El mundo ha cambiado a una velocidad de vértigo. Cuando pienso en cómo eran las cosas durante mi infancia, las siento como un mundo extraño, más silencioso, menos agitado, menos pervertido. No quiero decir que era un tiempo mejor, porque para el país no lo era, se sentía en el ambiente. Un largo atraso en dar a conocer los resultados finales de las elecciones, por ejemplo, daba lugar a especulaciones y temores de todo tipo. Los militares estaban en alerta máxima. El ambiente se ponía muy tenso.
Los tiempos han cambiado, sí señor.
Ahora es raro que una persona no tenga un aparato que llamamos “teléfono” pero que en realidad usamos para muchas otras cosas, como por ejemplo, tomar fotos y ponerlas a disposición de la humanidad completa. Fotos lanzadas al ciber océano, como mensajes de soledad en una botella transparente. Para que floten ahí, en la vasta eternidad de internet.
La foto digital no se decolora ni se pega con otras. La imagen permanece en álbumes cibernéticos, a la espera de la mirada de un desconocido que tendrá atisbos a las circunstancias de tu vida. Ahora se toman fotos en cualquier situación, de cualquier objeto, de todo lo que pasa. El exceso de imágenes nos ha convertido en voyeuristas obligados. La privacidad del individuo y la selectividad de lo digno de fotografiarse, son nociones que agonizan.

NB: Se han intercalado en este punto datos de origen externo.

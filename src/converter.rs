//! Infix to postfix conversion over single-character tokens.
//!
//! A simplified shunting-yard pass: digits go straight to the output, operators and
//! parentheses go through a bounded operator stack whose order is resolved by
//! [`has_precedence`]. Parentheses never reach the output.

use crate::error::ExprError;
use crate::mode::Mode;
use crate::precedence::has_precedence;
use crate::stack::BoundedStack;
use crate::token::Token;
use regex::Regex;
use std::sync::LazyLock;
use tracing::{trace, warn};

/// Matches the first character outside the supported alphabet.
static UNSUPPORTED: LazyLock<Regex> = LazyLock::new(|| {
    Regex::new(r"[^0-9+\-*/()]").expect("static pattern is valid")
});

/// Convert `expression` to postfix with the permissive rules: no validation,
/// full stacks drop symbols and unmatched parentheses are not diagnosed.
///
/// Example
/// ```
/// use postfix_calc::convert_to_postfix;
/// assert_eq!(convert_to_postfix("3+4*2"), "342*+");
/// assert_eq!(convert_to_postfix("5*(3+2)"), "532+*");
/// ```
pub fn convert_to_postfix(expression: &str) -> String {
    let converted = convert_with_mode(expression, Mode::Permissive);
    debug_assert!(converted.is_ok(), "permissive conversion failed: {:?}", converted);
    converted.unwrap_or_default()
}

/// Convert `expression` to postfix, rejecting unsupported characters, unbalanced
/// parentheses and expressions that need more than the stack capacity.
pub fn try_convert_to_postfix(expression: &str) -> Result<String, ExprError> {
    convert_with_mode(expression, Mode::Strict)
}

/// Convert `expression` following the rules of `mode`.
pub fn convert_with_mode(expression: &str, mode: Mode) -> Result<String, ExprError> {
    if let Some(found) = UNSUPPORTED.find(expression).filter(|_| mode.is_strict()) {
        let position = expression[..found.start()].chars().count();
        let token = found.as_str().chars().next().unwrap_or_default();
        return Err(ExprError::UnsupportedToken { token, position });
    }

    let mut stack = OperatorStack::new(mode);
    let mut out = String::with_capacity(expression.len());
    for ch in expression.chars() {
        step(&mut stack, &mut out, ch)?;
    }
    drain(&mut stack, &mut out)?;
    Ok(out)
}

/// Operator stack that either propagates stack failures or hides them.
struct OperatorStack {
    inner: BoundedStack<char>,
    mode: Mode,
}

impl OperatorStack {
    fn new(mode: Mode) -> Self {
        Self {
            inner: BoundedStack::new(),
            mode,
        }
    }

    fn push(&mut self, ch: char) -> Result<(), ExprError> {
        match self.inner.try_push(ch) {
            Ok(()) => Ok(()),
            Err(err) if self.mode.is_strict() => Err(err.into()),
            Err(_) => {
                warn!(symbol = %ch, "operator stack full, dropping symbol");
                Ok(())
            }
        }
    }

    fn pop(&mut self) -> char {
        self.inner.pop()
    }

    fn is_empty(&self) -> bool {
        self.inner.is_empty()
    }
}

/// Process one input character.
fn step(stack: &mut OperatorStack, out: &mut String, ch: char) -> Result<(), ExprError> {
    if !Token::classify(ch).is_stack_symbol() {
        out.push(ch);
        return Ok(());
    }

    // Pop while the top outranks `ch`. `top` is only removed provisionally: when the
    // loop stops on a symbol that does not outrank `ch`, that symbol goes back.
    let mut emptied = stack.is_empty();
    while !emptied {
        let top = stack.pop();
        if !has_precedence(top, ch) {
            stack.push(top)?;
            break;
        }
        out.push(top);
        emptied = stack.is_empty();
    }

    if emptied || ch != ')' {
        if ch == ')' && stack.mode.is_strict() {
            return Err(ExprError::InvalidExpression(
                "unmatched ')'".to_string(),
            ));
        }
        stack.push(ch)?;
    } else {
        // the symbol left on top is the matching '('
        let opening = stack.pop();
        if opening != '(' && stack.mode.is_strict() {
            return Err(ExprError::InvalidExpression(
                "unmatched ')'".to_string(),
            ));
        }
    }

    trace!(symbol = %ch, output = %out, depth = stack.inner.len(), "converter step");
    Ok(())
}

/// Flush everything left on the stack to `out`, in pop order.
fn drain(stack: &mut OperatorStack, out: &mut String) -> Result<(), ExprError> {
    while !stack.is_empty() {
        let top = stack.pop();
        if stack.mode.is_strict() && top == '(' {
            return Err(ExprError::InvalidExpression("unmatched '('".to_string()));
        }
        out.push(top);
    }
    Ok(())
}

#[cfg(test)]
mod tests {
    use super::*;

    #[test]
    fn test_precedence_reorders_operators() {
        assert_eq!(convert_to_postfix("3+4*2"), "342*+");
        assert_eq!(convert_to_postfix("3*4+2"), "34*2+");
        assert_eq!(convert_to_postfix("8/4-1"), "84/1-");
    }

    #[test]
    fn test_parentheses_are_stripped() {
        assert_eq!(convert_to_postfix("5*(3+2)"), "532+*");
        assert_eq!(convert_to_postfix("(1+2)*(3-4)"), "12+34-*");
        assert_eq!(convert_to_postfix("((7))"), "7");
    }

    #[test]
    fn test_equal_precedence_is_left_associative() {
        assert_eq!(convert_to_postfix("9-3-2"), "93-2-");
        assert_eq!(convert_to_postfix("8/4/2"), "84/2/");
        assert_eq!(convert_to_postfix("1+2-3+4"), "12+3-4+");
    }

    #[test]
    fn test_empty_input_gives_empty_output() {
        assert_eq!(convert_to_postfix(""), "");
        assert_eq!(try_convert_to_postfix("").unwrap(), "");
    }

    #[test]
    fn test_already_postfix_is_unchanged() {
        for postfix in ["342*+", "12+", "123*+", "7"] {
            assert_eq!(convert_to_postfix(postfix), postfix);
        }
    }

    #[test]
    fn test_postfix_with_operand_after_operator_is_reordered() {
        // the first '-' is still parked when '2' is emitted
        assert_eq!(convert_to_postfix("93-2-"), "932--");
        assert_eq!(convert_to_postfix("12+3-"), "123+-");
    }

    #[test]
    fn test_permissive_passes_unknown_chars_through() {
        assert_eq!(convert_to_postfix("a+b"), "ab+");
        // multi-digit numbers are separate operands
        assert_eq!(convert_to_postfix("12+3"), "123+");
    }

    #[test]
    fn test_consecutive_operators_are_not_rejected() {
        assert_eq!(convert_to_postfix("1+*2"), "12*+");
        assert_eq!(try_convert_to_postfix("1+*2").unwrap(), "12*+");
    }

    #[test]
    fn test_permissive_unmatched_parens() {
        // a stray ')' lands on the empty stack and is flushed at the end
        assert_eq!(convert_to_postfix("1+2)"), "12+)");
        assert_eq!(convert_to_postfix("(1+2"), "12+(");
    }

    #[test]
    fn test_strict_rejects_unbalanced_parens() {
        assert!(matches!(
            try_convert_to_postfix("1+2)"),
            Err(ExprError::InvalidExpression(_))
        ));
        assert!(matches!(
            try_convert_to_postfix("(1+2"),
            Err(ExprError::InvalidExpression(_))
        ));
        assert!(matches!(
            try_convert_to_postfix(")"),
            Err(ExprError::InvalidExpression(_))
        ));
    }

    #[test]
    fn test_strict_rejects_unsupported_tokens() {
        assert_eq!(
            try_convert_to_postfix("1 + 2"),
            Err(ExprError::UnsupportedToken {
                token: ' ',
                position: 1
            })
        );
        assert_eq!(
            try_convert_to_postfix("(4)x"),
            Err(ExprError::UnsupportedToken {
                token: 'x',
                position: 3
            })
        );
    }

    #[test]
    fn test_nesting_beyond_capacity() {
        let deep = "((((((((((1))))))))))";

        assert_eq!(
            try_convert_to_postfix(deep),
            Err(ExprError::CapacityExceeded { capacity: 9 })
        );
        // the tenth '(' is dropped, so one ')' ends up without a partner
        assert_eq!(convert_to_postfix(deep), "1)");
    }

    #[test]
    fn test_permissive_mode_never_errors() {
        let deep = "((((((((((1))))))))))";
        for expression in ["3+4*2", "1+2)", "(1+2", "a b", deep, ""] {
            assert_eq!(
                convert_with_mode(expression, Mode::Permissive),
                Ok(convert_to_postfix(expression))
            );
        }
    }

    #[test]
    fn test_nine_pending_symbols_fit() {
        let nine = "(((((((((1)))))))))";
        assert_eq!(try_convert_to_postfix(nine).unwrap(), "1");
    }
}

En un mercado de pulgas, en Berlín, Alemania, encontré un puesto que entre muchos objetos y muebles que vendía, tenía varias cajas llenas de fotos. Valían pocos centavos cada una. Hurgué en algunas preguntándome por sus dueños. Parecían fotos tomadas entre los años 50 y 70. Pensé que sus dueños estarían muertos y que las fotos habrían sido vendidas junto con lotes de muebles u objetos usados de los cuales se nutren estos mercados.
Me apenó hurgar en la intimidad de los demás. No sólo por ver imágenes privadas de vidas ajenas, sino porque la memoria de una familia desconocida estuviera siendo vendida como curiosidad de feria. Como un objeto antiguo, obsoleto, desacreditado por el paso del tiempo y por el deterioro físico.
Una fotografía es documento, testimonio, comunicación, pedazo de memoria, búsqueda estética. Algo que se nos olvida demasiado a menudo gracias a la actual banalización de la fotografía y la facilidad para tomarlas, guardarlas y compartirlas.
(Publicada domingo 5 de abril 2015 en revista Séptimo Sentido, La Prensa Gráfica).